Location. Kalri is a village in District Bhimber, of Azad Kashmir. It is located equidistant between Bhimber and Mirpur approximately 25 km on either side. At an altitude of 357 meters above sea level, it is situated at a latitude of 33.06 (33° 3' 30 N) and a longitude of 73.9 (73° 53' 50 E).

The People. The village is inhabited predominantly by  CHIB Rajputs. Other castes living within the jurisdiction of Union Council Kalri include Syed, Arain, Kashmiri, Sheikh, Malik, Mughal, etc. Until the late 1970s, the main profession of the people of the town involved working in Army. Since then, the trend has shifted and increasing numbers have emigrated, particularly to the United Kingdom.

Institutions and Amenities. The village is served by Government Higher Secondary School for Boys  and Government High School for Girls, Post Office, United Bank Limited, telephone facility and a Basic Health Unit and Jamia Mosque.

Establishment of Army Public School (APS) at Kalri. Considering the long-standing desire of the people of the area for better education of their children, particularly those  retired and serving Army soldiers, Pakistan Army eventually approved establishment of an APS at Kalri, a central place with all weather accessibility to vast majority of people in the area. Its first academic session commenced in May 2014 from Play-Group to Fifth class. In view of overwhelming response of the locals, foundation stone for purpose-built School Campus was laid down in January 2015 being financed through various sources including donation of land/ funds by the locals. This is likely to serve as mile-stone for upcoming generation of the area.

Establishment of Niabat (Sub Tehsil). Considering the difficulties of the people from far flung areas who had to often travel for even minor land and revenue related issues to Tehsil Headquarters, Azad Kashmir Government has established "Niabat" at Kalri with the concept to provide basic services to the people at their door-step. This shall pave way for further development of the area.

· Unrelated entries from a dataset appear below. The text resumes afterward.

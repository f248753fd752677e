//! Daily capture schedule derived from the next sunrise and sunset.

use chrono::{DateTime, Duration as ChronoDuration, Utc};
use chrono_tz::Tz;
use serde::{Deserialize, Serialize};
use std::fmt;
use std::time::Duration;

use super::solar::{ObserverLocation, SunEvent, next_event_after};
use crate::common::constants::BATCH_DATE_FORMAT;
use crate::core::CaptureError;

/// How the awake (capture) interval is measured.
#[derive(Debug, Clone, Copy, PartialEq, Eq, Default, Serialize, Deserialize)]
#[serde(rename_all = "lowercase")]
pub enum AwakeIntervalMode {
    /// From the next sunrise to the first sunset after it.
    #[default]
    Daylight,
    /// `next_sunrise - next_sunset`, negative while the sun is down.
    Legacy,
}

impl fmt::Display for AwakeIntervalMode {
    fn fmt(&self, f: &mut fmt::Formatter<'_>) -> fmt::Result {
        match self {
            AwakeIntervalMode::Daylight => write!(f, "daylight"),
            AwakeIntervalMode::Legacy => write!(f, "legacy"),
        }
    }
}

/// Everything one run needs to know about the coming day.
#[derive(Debug, Clone, PartialEq)]
pub struct DaySchedule {
    pub timezone: Tz,
    pub computed_at: DateTime<Tz>,
    pub next_sunrise: DateTime<Tz>,
    pub next_sunset: DateTime<Tz>,
    /// Time to wait before the first frame
    pub sleep_interval: Duration,
    /// Signed length of the capture window, see [`AwakeIntervalMode`]
    pub awake_interval: ChronoDuration,
    pub mode: AwakeIntervalMode,
    /// Sunrise date in the observer timezone, names the batch directory
    pub date_label: String,
}

impl DaySchedule {
    /// Assemble a schedule from already computed events.
    ///
    /// `following_sunset` is the first sunset after `next_sunrise`; it is only
    /// consulted in [`AwakeIntervalMode::Daylight`].
    pub fn from_events(
        now: DateTime<Utc>,
        next_sunrise: DateTime<Utc>,
        next_sunset: DateTime<Utc>,
        following_sunset: Option<DateTime<Utc>>,
        mode: AwakeIntervalMode,
        timezone: Tz,
    ) -> Self {
        let sleep_interval = next_sunrise
            .signed_duration_since(now)
            .to_std()
            .unwrap_or_default();

        let awake_interval = match mode {
            AwakeIntervalMode::Legacy => next_sunrise.signed_duration_since(next_sunset),
            AwakeIntervalMode::Daylight => {
                let end = following_sunset.unwrap_or(next_sunset);
                end.signed_duration_since(next_sunrise)
            }
        };

        let sunrise_local = next_sunrise.with_timezone(&timezone);

        Self {
            timezone,
            computed_at: now.with_timezone(&timezone),
            next_sunrise: sunrise_local,
            next_sunset: next_sunset.with_timezone(&timezone),
            sleep_interval,
            awake_interval,
            mode,
            date_label: sunrise_local.format(BATCH_DATE_FORMAT).to_string(),
        }
    }

    /// Absolute length of the awake interval.
    pub fn awake_magnitude(&self) -> Duration {
        self.awake_interval.abs().to_std().unwrap_or_default()
    }

    /// Nominal end of capture: sunrise plus the awake magnitude.
    pub fn capture_window_end(&self) -> DateTime<Tz> {
        self.next_sunrise + self.awake_interval.abs()
    }
}

/// Sunrise/sunset calculator bound to one observer.
#[derive(Debug, Clone)]
pub struct SunClock {
    location: ObserverLocation,
    timezone: Tz,
    mode: AwakeIntervalMode,
}

impl SunClock {
    pub fn new(location: ObserverLocation, timezone: Tz, mode: AwakeIntervalMode) -> Self {
        Self {
            location,
            timezone,
            mode,
        }
    }

    pub fn location(&self) -> &ObserverLocation {
        &self.location
    }

    pub fn timezone(&self) -> Tz {
        self.timezone
    }

    pub fn mode(&self) -> AwakeIntervalMode {
        self.mode
    }

    /// Compute the schedule for the next daylight period after `now`.
    pub fn compute_schedule(&self, now: DateTime<Utc>) -> Result<DaySchedule, CaptureError> {
        let next_sunrise = self.next(now, SunEvent::Rise)?;
        let next_sunset = self.next(now, SunEvent::Set)?;

        let following_sunset = match self.mode {
            AwakeIntervalMode::Daylight if next_sunset > next_sunrise => Some(next_sunset),
            AwakeIntervalMode::Daylight => Some(self.next(next_sunrise, SunEvent::Set)?),
            AwakeIntervalMode::Legacy => None,
        };

        Ok(DaySchedule::from_events(
            now,
            next_sunrise,
            next_sunset,
            following_sunset,
            self.mode,
            self.timezone,
        ))
    }

    fn next(&self, after: DateTime<Utc>, event: SunEvent) -> Result<DateTime<Utc>, CaptureError> {
        next_event_after(&self.location, after, event).map_err(|date| {
            CaptureError::ScheduleUnavailable {
                reason: format!(
                    "no {} at {:.4}°, {:.4}° on {} (sun never crosses {}°)",
                    event.as_str(),
                    self.location.latitude,
                    self.location.longitude,
                    date,
                    self.location.horizon
                ),
            }
        })
    }
}
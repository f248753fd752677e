// External I/O operations module
pub mod fs; // Batch directory operations
pub mod lock; // Single-instance lock file
pub mod signals; // Unix signal handling
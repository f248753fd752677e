//! Command-line command handlers for longlapse.
//!
//! The default `run` command lives in [`crate::Longlapse`]; one-shot commands
//! get their own submodule here.

pub mod schedule;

Notables/ Important Personalities. Major Raja Muhammad Afzal khan (Shaheed), Fakhar-e-Kashmir, was a legendary figure of this village who fought for Ali Beg, Dhudial, Gala Ballah Mirpur, Chechian and Gowindpur (now Afzalpur) during Kashmir Liberation War of 1948. While leading an operation against the Indian stronghold of Khamba Fort on Matlashi Ridge, he was seriously wounded and as a result embraced Shahadat.  In recognition of his courage, bravery and supreme sacrifice to a sacred cause, he was awarded gallantry award of Fakhar-e-Kashmir. He was nephew of Lieutenant Colonel Raja Dilawar Khan (late), who was also his mentor; Brigadier Raja Ghaus Muhammad (late) was the eldest son of Lieutenant Colonel Raja Dilawar Khan.

Lieutenant General Raja Muhammad Akbar Khan (late) was another stalwart, a legendary figure and highly respected personality this village has produced. He had been commander 5 Corps, former DG ISI, GOC 12 Division  and former Ambassador to the United Kingdom and Mexico. He also represented Pakistan at SEATO and CENTO. In his memory, the village has been renamed as Kalri akbar abad

Najamun Nisa Begum (late) daughter of Lieutenant Faqir Muhammad Khan (late) & mother of Headmaster Raja Iftikhar Ahmed was the first educated lady in kalri. She established first girls school in the  town after the partition. In the field of education there are many high achievers particularly female e.g. Dr Gazala Akram (D/O Raja Muhammad Akram Khan) is the  first PhD and is currently Lecturer in Pharmacy at Strathclyde University, Glasgow, UK, and also senior Pharmacy Consultant at Yorkhill Children's Hospital, Glasgow, UK.

Adjoining Localities. Kalri a big union council comprising number of villages and localities with a population of over 20,000. These include; Kalri More (1.4 km),
Kamagri (1.5 km),
Hillan (1.8 km),
Ghaseet Phalli (1.2 km to the north west),
Malikabad (2.4 km),
Chah Mochian (3.5 km),
Gawwa/ Pir Gujja (1.4 km  to the north west),
Gura Nakka (2.4 km), 
Khaddora,
Mera Pothi,
(2.8 km to the east),
Pehl (3.9 km to the east),
Jabbi (5 km),
Ibrahimabad (4.5 km) etc.

Also a close village next to Kalri is Panjeri and these two villages have very close links.

People are trying their best for better livelihood and better education of their children. A foundation by the village named 'Khidmat-e-Insaniyat Foundation Kalri' (KIFK) has been set up to promote the cause of helping the helpless families in different facets of life, but with primary focus on education of their children.